What is the number of lines below that hold "filename"? Answer with that number only.

Collected data entries:
----
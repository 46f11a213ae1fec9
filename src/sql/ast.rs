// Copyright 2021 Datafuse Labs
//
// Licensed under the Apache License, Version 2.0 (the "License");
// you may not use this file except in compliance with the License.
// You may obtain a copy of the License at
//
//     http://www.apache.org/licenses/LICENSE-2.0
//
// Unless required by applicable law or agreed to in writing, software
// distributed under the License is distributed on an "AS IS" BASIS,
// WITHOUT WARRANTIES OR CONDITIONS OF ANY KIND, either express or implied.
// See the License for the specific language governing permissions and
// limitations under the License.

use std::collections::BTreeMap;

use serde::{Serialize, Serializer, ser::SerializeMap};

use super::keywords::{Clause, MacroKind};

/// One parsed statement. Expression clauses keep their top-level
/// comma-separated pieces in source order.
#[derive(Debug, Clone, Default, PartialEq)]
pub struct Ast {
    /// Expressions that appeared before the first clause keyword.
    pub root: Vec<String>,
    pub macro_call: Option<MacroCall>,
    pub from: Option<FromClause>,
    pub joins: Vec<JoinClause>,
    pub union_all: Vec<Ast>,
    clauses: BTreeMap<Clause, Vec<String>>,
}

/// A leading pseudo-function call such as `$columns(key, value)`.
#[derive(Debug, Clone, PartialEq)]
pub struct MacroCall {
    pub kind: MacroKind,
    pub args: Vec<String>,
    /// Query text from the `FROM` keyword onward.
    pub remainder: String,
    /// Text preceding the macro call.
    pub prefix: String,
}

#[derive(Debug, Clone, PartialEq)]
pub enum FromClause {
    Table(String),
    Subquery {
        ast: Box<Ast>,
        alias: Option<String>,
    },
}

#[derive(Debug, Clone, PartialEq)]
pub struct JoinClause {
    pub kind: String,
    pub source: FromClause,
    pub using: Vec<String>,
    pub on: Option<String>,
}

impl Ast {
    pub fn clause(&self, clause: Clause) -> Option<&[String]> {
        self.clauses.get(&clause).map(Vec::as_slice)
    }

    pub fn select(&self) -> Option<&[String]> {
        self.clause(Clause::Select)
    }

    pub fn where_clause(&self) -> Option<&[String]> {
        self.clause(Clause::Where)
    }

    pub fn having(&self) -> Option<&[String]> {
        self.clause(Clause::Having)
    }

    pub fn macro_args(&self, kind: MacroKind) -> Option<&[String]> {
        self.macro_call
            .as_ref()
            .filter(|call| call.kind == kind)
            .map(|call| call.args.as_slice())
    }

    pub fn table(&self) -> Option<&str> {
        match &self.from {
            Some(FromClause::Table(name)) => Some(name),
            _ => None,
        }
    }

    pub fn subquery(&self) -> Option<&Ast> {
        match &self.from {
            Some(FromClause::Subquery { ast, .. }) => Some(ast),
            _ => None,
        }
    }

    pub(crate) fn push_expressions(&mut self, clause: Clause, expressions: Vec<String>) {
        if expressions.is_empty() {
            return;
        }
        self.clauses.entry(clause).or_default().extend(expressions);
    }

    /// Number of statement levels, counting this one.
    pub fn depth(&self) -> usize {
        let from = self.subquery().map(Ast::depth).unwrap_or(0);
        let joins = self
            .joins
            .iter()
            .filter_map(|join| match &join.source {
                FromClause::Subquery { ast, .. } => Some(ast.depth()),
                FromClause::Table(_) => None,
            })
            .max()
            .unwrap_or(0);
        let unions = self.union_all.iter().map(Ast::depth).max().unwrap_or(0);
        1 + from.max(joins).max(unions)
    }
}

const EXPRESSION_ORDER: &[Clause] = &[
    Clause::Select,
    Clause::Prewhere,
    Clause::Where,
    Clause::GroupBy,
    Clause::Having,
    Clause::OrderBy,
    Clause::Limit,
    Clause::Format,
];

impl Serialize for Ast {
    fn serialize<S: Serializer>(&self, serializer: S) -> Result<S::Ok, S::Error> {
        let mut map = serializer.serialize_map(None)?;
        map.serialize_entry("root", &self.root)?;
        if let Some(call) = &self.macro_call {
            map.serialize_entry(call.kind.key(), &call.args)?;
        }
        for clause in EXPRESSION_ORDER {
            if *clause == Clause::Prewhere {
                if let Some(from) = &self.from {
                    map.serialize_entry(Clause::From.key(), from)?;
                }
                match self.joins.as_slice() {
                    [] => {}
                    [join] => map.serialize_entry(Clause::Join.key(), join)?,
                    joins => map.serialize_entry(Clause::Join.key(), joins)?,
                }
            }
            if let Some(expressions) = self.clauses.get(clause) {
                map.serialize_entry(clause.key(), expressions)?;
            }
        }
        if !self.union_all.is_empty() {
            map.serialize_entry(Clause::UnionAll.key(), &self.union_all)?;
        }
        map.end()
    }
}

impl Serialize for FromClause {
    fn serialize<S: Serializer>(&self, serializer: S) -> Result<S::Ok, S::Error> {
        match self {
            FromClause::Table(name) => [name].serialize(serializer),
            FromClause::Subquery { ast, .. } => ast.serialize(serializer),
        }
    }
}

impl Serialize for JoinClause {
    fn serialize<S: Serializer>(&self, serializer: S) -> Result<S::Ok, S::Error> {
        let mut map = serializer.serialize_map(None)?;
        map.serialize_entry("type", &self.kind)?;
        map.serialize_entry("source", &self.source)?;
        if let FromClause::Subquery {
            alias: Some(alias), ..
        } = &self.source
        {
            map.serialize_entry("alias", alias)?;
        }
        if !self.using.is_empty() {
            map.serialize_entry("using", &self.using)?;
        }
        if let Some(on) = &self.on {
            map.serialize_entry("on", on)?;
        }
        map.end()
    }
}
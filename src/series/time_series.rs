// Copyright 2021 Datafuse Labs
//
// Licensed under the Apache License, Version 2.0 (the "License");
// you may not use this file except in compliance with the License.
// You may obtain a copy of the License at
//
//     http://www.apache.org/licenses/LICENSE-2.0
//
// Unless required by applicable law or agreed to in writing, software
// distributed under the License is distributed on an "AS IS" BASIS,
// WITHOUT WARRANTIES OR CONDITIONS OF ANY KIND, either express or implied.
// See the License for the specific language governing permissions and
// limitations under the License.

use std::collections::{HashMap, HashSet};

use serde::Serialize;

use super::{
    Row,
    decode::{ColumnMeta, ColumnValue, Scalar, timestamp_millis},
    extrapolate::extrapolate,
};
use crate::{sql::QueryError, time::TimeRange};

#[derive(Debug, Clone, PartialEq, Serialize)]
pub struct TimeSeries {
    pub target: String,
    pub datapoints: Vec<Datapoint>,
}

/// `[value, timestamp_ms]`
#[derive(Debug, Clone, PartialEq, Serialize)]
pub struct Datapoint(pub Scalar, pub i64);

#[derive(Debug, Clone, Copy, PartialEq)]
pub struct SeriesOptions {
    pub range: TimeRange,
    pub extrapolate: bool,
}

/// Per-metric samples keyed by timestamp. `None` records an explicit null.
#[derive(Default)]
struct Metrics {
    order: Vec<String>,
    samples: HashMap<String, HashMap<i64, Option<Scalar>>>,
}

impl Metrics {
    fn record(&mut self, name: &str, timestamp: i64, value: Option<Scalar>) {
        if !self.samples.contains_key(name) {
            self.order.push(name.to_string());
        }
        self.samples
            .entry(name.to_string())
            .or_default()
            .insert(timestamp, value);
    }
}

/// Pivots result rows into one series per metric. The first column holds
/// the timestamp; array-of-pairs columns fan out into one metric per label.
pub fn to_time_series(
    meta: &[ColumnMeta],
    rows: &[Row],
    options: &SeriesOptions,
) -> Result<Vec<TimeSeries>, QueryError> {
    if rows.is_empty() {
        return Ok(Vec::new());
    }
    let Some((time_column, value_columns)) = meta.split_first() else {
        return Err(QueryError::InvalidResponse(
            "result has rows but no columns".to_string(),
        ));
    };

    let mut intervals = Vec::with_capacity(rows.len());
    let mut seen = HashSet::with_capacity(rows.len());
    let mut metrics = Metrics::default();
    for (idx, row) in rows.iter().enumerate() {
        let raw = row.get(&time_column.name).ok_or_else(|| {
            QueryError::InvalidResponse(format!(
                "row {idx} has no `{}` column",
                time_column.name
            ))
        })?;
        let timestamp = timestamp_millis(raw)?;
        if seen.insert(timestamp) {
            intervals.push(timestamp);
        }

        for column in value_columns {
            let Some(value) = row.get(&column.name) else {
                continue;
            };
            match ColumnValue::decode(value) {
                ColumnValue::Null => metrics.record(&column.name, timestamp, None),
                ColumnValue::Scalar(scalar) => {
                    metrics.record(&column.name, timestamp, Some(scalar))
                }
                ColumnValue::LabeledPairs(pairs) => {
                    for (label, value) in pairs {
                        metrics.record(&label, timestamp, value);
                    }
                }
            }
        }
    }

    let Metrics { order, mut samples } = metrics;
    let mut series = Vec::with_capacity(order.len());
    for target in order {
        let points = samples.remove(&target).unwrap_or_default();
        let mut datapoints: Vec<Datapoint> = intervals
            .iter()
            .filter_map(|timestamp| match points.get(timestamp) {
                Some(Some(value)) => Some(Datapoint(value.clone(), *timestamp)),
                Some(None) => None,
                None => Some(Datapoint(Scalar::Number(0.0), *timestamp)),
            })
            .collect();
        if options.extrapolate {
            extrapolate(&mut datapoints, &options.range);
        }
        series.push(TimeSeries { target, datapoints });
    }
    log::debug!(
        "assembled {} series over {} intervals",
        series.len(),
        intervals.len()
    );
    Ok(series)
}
----
Expected output :: 2